By Gilles Dubuc, Senior Software Engineer, Wikimedia Performance Team

The goal of this upcoming API is to surface slow events. This is an area of web performance that hasn’t gotten a lot of attention before, but one that can be very frustrating for users. Essentially, when slow events occur, users are trying to interact with the page and it’s being unresponsive. Not a desirable user experience.

Slow event handlers

Two phases of an event’s lifecycle can take too long: its queueing time and its event handler time. When queueing time is long, it’s an indication that the browser is busy with something else. Most likely, things that the Long Tasks API would capture.

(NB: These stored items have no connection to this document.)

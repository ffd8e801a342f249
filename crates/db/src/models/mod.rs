//! Domain model structs and DTOs.
//!
//! Each submodule contains:
//! - A `FromRow` + `Serialize` entity struct matching the database row
//! - A `Deserialize` create DTO for inserts
//! - A `Deserialize` update DTO (all `Option` fields) for patches
//! - The composed read views returned by the detail endpoints

pub mod artist;
pub mod genre;
pub mod genre_song;
pub mod song;
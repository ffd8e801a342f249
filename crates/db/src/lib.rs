//! Persistence layer for the Tuna Piano catalog.
//!
//! Owns the connection pool, the embedded migrations, the row/DTO models,
//! and one repository per table.

use sqlx::postgres::PgPoolOptions;

pub mod models;
pub mod repositories;

pub type DbPool = sqlx::PgPool;

/// Create a connection pool from a database URL.
pub async fn create_pool(database_url: &str, max_connections: u32) -> Result<DbPool, sqlx::Error> {
    PgPoolOptions::new()
        .max_connections(max_connections)
        .connect(database_url)
        .await
}

/// Round-trip a trivial query to confirm the database is reachable.
pub async fn health_check(pool: &DbPool) -> Result<(), sqlx::Error> {
    sqlx::query("SELECT 1").execute(pool).await?;
    Ok(())
}

/// Latest successfully applied migration version, if any has run.
pub async fn schema_version(pool: &DbPool) -> Result<Option<i64>, sqlx::Error> {
    sqlx::query_scalar("SELECT MAX(version) FROM _sqlx_migrations WHERE success")
        .fetch_one(pool)
        .await
}

/// Apply any pending migrations from `db/migrations`.
pub async fn run_migrations(pool: &DbPool) -> Result<(), sqlx::migrate::MigrateError> {
    let migrator = sqlx::migrate!("../../db/migrations");
    tracing::debug!(count = migrator.iter().count(), "Checking embedded migrations");
    migrator.run(pool).await
}
//! Request handlers for the catalog entities.
//!
//! Each submodule provides async handler functions (create, list, get_by_id,
//! update, delete) for a single entity type. Handlers validate input,
//! delegate to the corresponding repository in `tunapiano_db`, and map
//! errors via [`AppError`](crate::error::AppError).

pub mod artist;
pub mod genre;
pub mod song;

use axum::http::header::LOCATION;
use axum::http::StatusCode;
use axum::response::{IntoResponse, Response};
use axum::Json;
use serde::Serialize;
use tunapiano_core::types::DbId;

/// `201 Created` with a `Location` header pointing at the new resource.
pub(crate) fn created<T: Serialize>(collection: &str, id: DbId, body: T) -> Response {
    let location = format!("/{collection}/{id}");
    (StatusCode::CREATED, [(LOCATION, location)], Json(body)).into_response()
}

What we focused on in our trial were events whose handlers were slow. Since Wikipedia doesn’t run any 3rd-party code, if an event handler is slow, it’s our fault. And hopefully we can do something about it.

In order to determine whether slow events are happening on our page, we set up a PerformanceObserver listening to Event Timing entries:

function setupEventTimingObserver() {
  var observer;

  if ( !window.PerformanceObserver ) {

  observer = new PerformanceObserver( observeEventTiming );

  try {
    observer.observe( { entryTypes: [ 'event' ], buffered: true } );
  } catch ( e ) {
    // If EventTiming isn't available, this errors because we try subscribing to an invalid entryType

Then, in the entries this observer collects, we’re interested in these properties:

// The time the first event handler started to execute.
// |startTime| if no event handlers executed.
readonly attribute DOMHighResTimeStamp processingStart;
// The time the last event handler finished executing.
// |startTime| if no event handlers executed.
readonly attribute DOMHighResTimeStamp processingEnd;

The event handler duration is simply the delta between these PerformanceEventTiming object properties (processingEnd – processingStart).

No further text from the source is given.